The earliest known cases of tooth transplantation can be found in Incas civilization and in ancient Egypt where slaves were forced to give their teeth to their pharaohs. [8] The dental surgical intervention of this type was first documented by Abulcassis in 1050; however, the first recorded surgery with details about tooth bud transplantation was performed by the French dentist Ambroise Pare in 1564. A transplantation technique for molars was described in 1956, and until today the general guidelines of this surgical technique are practically the same. [9] Recent development like cone beam computed tomography, two stage transplantation and three-dimensional prototyping have enabled the fabrication of accurate surgical templates which can be used to prepare the recipient site immediately prior to transplantation resulting in decreased extra oral time and improved prognosis. [10]

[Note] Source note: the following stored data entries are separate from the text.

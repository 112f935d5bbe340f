use rand::Rng;
use serde::{Deserialize, Serialize};
use tracing::{debug, info};

use crate::models::{FoodItem, RequirementMap};
use crate::optimizer::assignment::{PortionAssignment, ScoredAssignment};
use crate::optimizer::constants::{
    INITIAL_MAX_GRAMS, PERTURB_FOOD_COUNT, PERTURB_STEP_GRAMS, SEARCH_ITERATIONS,
};
use crate::optimizer::scoring::{assignment_nutrients, score};

/// Runtime-configurable search parameters. Defaults match the constants.
#[derive(Debug, Clone, PartialEq, Serialize, Deserialize)]
pub struct SearchConfig {
    pub iterations: usize,
    pub initial_max_grams: f64,
    pub perturb_count: usize,
    pub perturb_step: f64,
}

impl Default for SearchConfig {
    fn default() -> Self {
        Self {
            iterations: SEARCH_ITERATIONS,
            initial_max_grams: INITIAL_MAX_GRAMS,
            perturb_count: PERTURB_FOOD_COUNT,
            perturb_step: PERTURB_STEP_GRAMS,
        }
    }
}

impl SearchConfig {
    /// Format as a compact string for display.
    pub fn display(&self) -> String {
        format!(
            "iters={} init={:.1} count={} step={:.1}",
            self.iterations, self.initial_max_grams, self.perturb_count, self.perturb_step
        )
    }
}

/// Result of a full search run.
#[derive(Debug, Clone)]
pub struct SearchOutcome {
    /// Best assignment seen and its score.
    pub best: ScoredAssignment,
    /// Retained best score after each iteration.
    pub best_score_history: Vec<f64>,
    /// Times the retained best was replaced, counting the initial snapshot.
    pub improvements: usize,
}

/// Bounded-iteration stochastic hill climb over portion assignments.
///
/// Each run owns its working assignment; the random source is supplied by the caller.
pub struct LocalSearch<'a> {
    foods: &'a [FoodItem],
    requirements: &'a RequirementMap,
    config: SearchConfig,
}

impl<'a> LocalSearch<'a> {
    pub fn new(foods: &'a [FoodItem], requirements: &'a RequirementMap) -> Self {
        Self::with_config(foods, requirements, SearchConfig::default())
    }

    pub fn with_config(
        foods: &'a [FoodItem],
        requirements: &'a RequirementMap,
        config: SearchConfig,
    ) -> Self {
        Self {
            foods,
            requirements,
            config,
        }
    }

    fn evaluate(&self, assignment: &PortionAssignment) -> f64 {
        let nutrients = assignment_nutrients(self.foods, assignment);
        score(&nutrients, self.requirements, self.foods, assignment)
    }

    /// Draw every food's quantity uniformly from [0, initial_max_grams].
    pub fn initialize<R: Rng>(&self, rng: &mut R) -> PortionAssignment {
        let upper = self.config.initial_max_grams.max(0.0);
        let grams = self
            .foods
            .iter()
            .map(|_| rng.gen_range(0.0..=upper))
            .collect();
        PortionAssignment::from_grams(grams)
    }

    /// Nudge the first `perturb_count` foods by a uniform delta, clamping at zero.
    pub fn perturb<R: Rng>(&self, assignment: &mut PortionAssignment, rng: &mut R) {
        let step = self.config.perturb_step.abs();
        let count = self.config.perturb_count.min(assignment.len());
        for index in 0..count {
            let delta = rng.gen_range(-step..=step);
            assignment.adjust(index, delta);
        }
    }

    pub fn run<R: Rng>(&self, rng: &mut R) -> SearchOutcome {
        if self.foods.is_empty() {
            let empty = PortionAssignment::default();
            let empty_score = self.evaluate(&empty);
            debug!(score = empty_score, "no candidate foods; returning empty assignment");
            return SearchOutcome {
                best: ScoredAssignment {
                    assignment: empty,
                    score: empty_score,
                },
                best_score_history: Vec::new(),
                improvements: 0,
            };
        }

        let mut current = self.initialize(rng);
        let mut best: Option<ScoredAssignment> = None;
        let mut history = Vec::with_capacity(self.config.iterations);
        let mut improvements = 0;

        for iteration in 0..self.config.iterations {
            let current_score = self.evaluate(&current);

            // Strict improvement only: ties keep the earliest assignment.
            let improved = best.as_ref().is_none_or(|b| current_score < b.score);
            if improved {
                debug!(iteration, score = current_score, "new best assignment");
                best = Some(ScoredAssignment {
                    assignment: current.clone(),
                    score: current_score,
                });
                improvements += 1;
            }

            if let Some(b) = &best {
                history.push(b.score);
            }

            self.perturb(&mut current, rng);
        }

        let best = best.unwrap_or_else(|| {
            let score = self.evaluate(&current);
            ScoredAssignment {
                assignment: current,
                score,
            }
        });

        info!(
            foods = self.foods.len(),
            iterations = self.config.iterations,
            improvements,
            best_score = best.score,
            "local search finished"
        );

        SearchOutcome {
            best,
            best_score_history: history,
            improvements,
        }
    }
}

/// Search for a low-scoring assignment with the default configuration.
pub fn optimize<R: Rng>(
    requirements: &RequirementMap,
    foods: &[FoodItem],
    rng: &mut R,
) -> PortionAssignment {
    LocalSearch::new(foods, requirements).run(rng).best.assignment
}

#[cfg(test)]
mod tests {
    use super::*;
    use crate::models::{FoodCategory, Nutrient, NutrientVector};
    use rand::SeedableRng;
    use rand::rngs::StdRng;

    fn sample_foods(n: usize) -> Vec<FoodItem> {
        (0..n)
            .map(|i| {
                FoodItem::new(
                    format!("Food {i}"),
                    FoodCategory::Vegetable,
                    NutrientVector {
                        calories: 50.0 + i as f64 * 20.0,
                        protein: 1.0 + i as f64,
                        iron: 0.5,
                        vitamin_c: 10.0,
                        ..Default::default()
                    },
                )
                .with_scores(5.0, 5.0)
            })
            .collect()
    }

    fn requirements() -> RequirementMap {
        let mut req = RequirementMap::new();
        req.insert(Nutrient::Calories, 2000.0);
        req.insert(Nutrient::Protein, 60.0);
        req.insert(Nutrient::Iron, 18.0);
        req
    }

    #[test]
    fn test_initialize_within_bounds() {
        let foods = sample_foods(20);
        let req = requirements();
        let search = LocalSearch::new(&foods, &req);
        let mut rng = StdRng::seed_from_u64(7);
        let a = search.initialize(&mut rng);
        assert_eq!(a.len(), 20);
        assert!(a.iter().all(|(_, g)| (0.0..=INITIAL_MAX_GRAMS).contains(&g)));
    }

    #[test]
    fn test_perturb_touches_only_first_foods() {
        let foods = sample_foods(15);
        let req = requirements();
        let search = LocalSearch::new(&foods, &req);
        let mut rng = StdRng::seed_from_u64(11);
        let before = PortionAssignment::from_grams(vec![100.0; 15]);
        let mut after = before.clone();
        search.perturb(&mut after, &mut rng);

        for i in 0..15 {
            let delta = (after.get(i) - before.get(i)).abs();
            if i < PERTURB_FOOD_COUNT {
                assert!(delta <= PERTURB_STEP_GRAMS);
            } else {
                assert_eq!(delta, 0.0);
            }
        }
    }

    #[test]
    fn test_perturb_never_negative() {
        let foods = sample_foods(3);
        let req = requirements();
        let search = LocalSearch::new(&foods, &req);
        let mut rng = StdRng::seed_from_u64(3);
        let mut a = PortionAssignment::zeros(3);
        for _ in 0..100 {
            search.perturb(&mut a, &mut rng);
            assert!(a.iter().all(|(_, g)| g >= 0.0));
        }
    }

    #[test]
    fn test_history_non_increasing() {
        let foods = sample_foods(12);
        let req = requirements();
        let outcome = LocalSearch::new(&foods, &req).run(&mut StdRng::seed_from_u64(42));

        assert_eq!(outcome.best_score_history.len(), SEARCH_ITERATIONS);
        for w in outcome.best_score_history.windows(2) {
            assert!(w[1] <= w[0]);
        }
        assert_eq!(outcome.best_score_history.last().copied(), Some(outcome.best.score));
    }

    #[test]
    fn test_same_seed_same_result() {
        let foods = sample_foods(8);
        let req = requirements();
        let a = optimize(&req, &foods, &mut StdRng::seed_from_u64(99));
        let b = optimize(&req, &foods, &mut StdRng::seed_from_u64(99));
        assert_eq!(a, b);
    }

    #[test]
    fn test_best_score_matches_assignment() {
        let foods = sample_foods(5);
        let req = requirements();
        let search = LocalSearch::new(&foods, &req);
        let outcome = search.run(&mut StdRng::seed_from_u64(5));
        assert_eq!(search.evaluate(&outcome.best.assignment), outcome.best.score);
    }

    #[test]
    fn test_empty_catalog_returns_empty_assignment() {
        let req = requirements();
        let outcome = LocalSearch::new(&[], &req).run(&mut StdRng::seed_from_u64(1));
        assert!(outcome.best.assignment.is_empty());
        assert!(outcome.best_score_history.is_empty());
        // Pure deficiency: 2000*0.1 + 60*10 + 18*10
        assert!((outcome.best.score - 980.0).abs() < 1e-9);
    }

    #[test]
    fn test_zero_iterations_scores_initial_draw() {
        let foods = sample_foods(4);
        let req = requirements();
        let config = SearchConfig {
            iterations: 0,
            ..Default::default()
        };
        let search = LocalSearch::with_config(&foods, &req, config);
        let outcome = search.run(&mut StdRng::seed_from_u64(2));
        assert_eq!(outcome.best.assignment.len(), 4);
        assert_eq!(outcome.improvements, 0);
    }

    #[test]
    fn test_equal_scores_keep_earliest_assignment() {
        let foods: Vec<FoodItem> = (0..3)
            .map(|i| {
                FoodItem::new(format!("Plain {i}"), FoodCategory::Other, NutrientVector::zero())
            })
            .collect();
        let req = requirements();
        let config = SearchConfig {
            iterations: 50,
            perturb_step: 0.0,
            ..Default::default()
        };
        let search = LocalSearch::with_config(&foods, &req, config);
        let outcome = search.run(&mut StdRng::seed_from_u64(4));

        assert_eq!(outcome.best.assignment, search.initialize(&mut StdRng::seed_from_u64(4)));
        assert_eq!(outcome.improvements, 1);
        assert_eq!(outcome.best_score_history.len(), 50);
        assert!(outcome.best_score_history.iter().all(|s| *s == outcome.best.score));
    }
}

High success rates of autotransplantation have been reported over the past decade varying from 74% to 100%. [6] Success rate of autotransplantation can be increased by following some simple biological principles. The critical factor for success is favorable periodontal ligament healing, that depends on the number of viable cells preserved on the root surface. [11]

Periodontal cells can also be damaged biochemically due to various stressful extra oral conditions such as variable pH, osmotic pressure, dehydration, etc. The extraoral time should be from 3 to 16 min and during that time donor tooth should be kept moist. Hank's balanced salt solution and coconut water are the best storage media for such tooth. [4] The survival ability of periodontal ligament is significantly reduced after 18 min as prolonged extra oral time increases the possibility of inflammatory root resorption. [12]

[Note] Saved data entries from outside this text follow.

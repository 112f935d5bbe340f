use std::fmt;

use serde::{Deserialize, Serialize};

use crate::models::nutrients::NutrientVector;

/// Quarter-of-year tag gating which foods are eligible.
#[derive(Debug, Clone, Copy, PartialEq, Eq, Hash, Serialize, Deserialize, clap::ValueEnum)]
#[serde(rename_all = "lowercase")]
pub enum Season {
    Spring,
    Summer,
    #[serde(alias = "fall")]
    #[value(alias = "fall")]
    Autumn,
    Winter,
}

impl Season {
    pub const ALL: [Season; 4] = [Season::Spring, Season::Summer, Season::Autumn, Season::Winter];

    pub fn as_str(self) -> &'static str {
        match self {
            Season::Spring => "spring",
            Season::Summer => "summer",
            Season::Autumn => "autumn",
            Season::Winter => "winter",
        }
    }
}

impl fmt::Display for Season {
    fn fmt(&self, f: &mut fmt::Formatter<'_>) -> fmt::Result {
        f.pad(self.as_str())
    }
}

/// Food category. Unrecognised catalog values map to `Other`.
#[derive(Debug, Clone, Copy, PartialEq, Eq, Hash, Serialize, Deserialize)]
#[serde(rename_all = "lowercase")]
pub enum FoodCategory {
    Vegetable,
    Protein,
    Grain,
    Herb,
    Spice,
    Fruit,
    Dairy,
    #[serde(other)]
    Other,
}

impl fmt::Display for FoodCategory {
    fn fmt(&self, f: &mut fmt::Formatter<'_>) -> fmt::Result {
        let s = match self {
            FoodCategory::Vegetable => "vegetable",
            FoodCategory::Protein => "protein",
            FoodCategory::Grain => "grain",
            FoodCategory::Herb => "herb",
            FoodCategory::Spice => "spice",
            FoodCategory::Fruit => "fruit",
            FoodCategory::Dairy => "dairy",
            FoodCategory::Other => "other",
        };
        f.write_str(s)
    }
}

/// A catalog food with its per-100 g nutrient profile and ratings.
///
/// Taste and digestion scores use a 0 to 10 scale.
#[derive(Debug, Clone, Serialize, Deserialize)]
pub struct FoodItem {
    pub name: String,

    #[serde(default = "default_category")]
    pub category: FoodCategory,

    /// Nutrients per 100 g.
    #[serde(default)]
    pub nutrients: NutrientVector,

    #[serde(default)]
    pub taste_score: f64,

    #[serde(default)]
    pub digestion_score: f64,

    /// Seasons the food is available in. Empty means all year.
    #[serde(default)]
    pub seasons: Vec<Season>,
}

fn default_category() -> FoodCategory {
    FoodCategory::Other
}

impl FoodItem {
    pub fn new(name: impl Into<String>, category: FoodCategory, nutrients: NutrientVector) -> Self {
        Self {
            name: name.into(),
            category,
            nutrients,
            taste_score: 5.0,
            digestion_score: 5.0,
            seasons: Vec::new(),
        }
    }

    pub fn with_scores(mut self, taste: f64, digestion: f64) -> Self {
        self.taste_score = taste;
        self.digestion_score = digestion;
        self
    }

    pub fn with_seasons(mut self, seasons: &[Season]) -> Self {
        self.seasons = seasons.to_vec();
        self
    }

    pub fn is_available_in(&self, season: Season) -> bool {
        self.seasons.is_empty() || self.seasons.contains(&season)
    }

    /// Non-negative nutrients and ratings within 0..=10.
    pub fn is_valid(&self) -> bool {
        !self.name.trim().is_empty()
            && self.nutrients.is_valid()
            && (0.0..=10.0).contains(&self.taste_score)
            && (0.0..=10.0).contains(&self.digestion_score)
    }

    /// Canonical key for lookups (lowercase name).
    pub fn key(&self) -> String {
        self.name.to_lowercase()
    }
}

impl PartialEq for FoodItem {
    fn eq(&self, other: &Self) -> bool {
        self.key() == other.key()
    }
}

impl Eq for FoodItem {}

impl std::hash::Hash for FoodItem {
    fn hash<H: std::hash::Hasher>(&self, state: &mut H) {
        self.key().hash(state);
    }
}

Reattachment between the connective tissues of the root surface and the recipient socket walls occurs within 2 weeks. [6] Complete healing occurs within 8 weeks that appears radiographically as a continuous space around the root and presence of lamina dura. [7]

Healing of the root surface of the tooth to be re-implanted depends on the surface area of damaged root to be repopulated. If the area is small, cells with the potential to form new cementum are most likely to cover the damaged root resulting in surface resorption or cemental healing. [13] However if the area is large, cells programmed to form bone get attached to some areas of the root resulting in root resorption and the apposition stage, bone and not dentin fills the previously resorbed area resulting in replacement of root by bone termed as ankylosis (replacement resorption or osseous replacement). [14]

If the pulp space becomes infected, healing is prolonged due to constant stimulus for inflammation by bacteria in the canals. This process has been termed as "inflammatory root resorption." [15]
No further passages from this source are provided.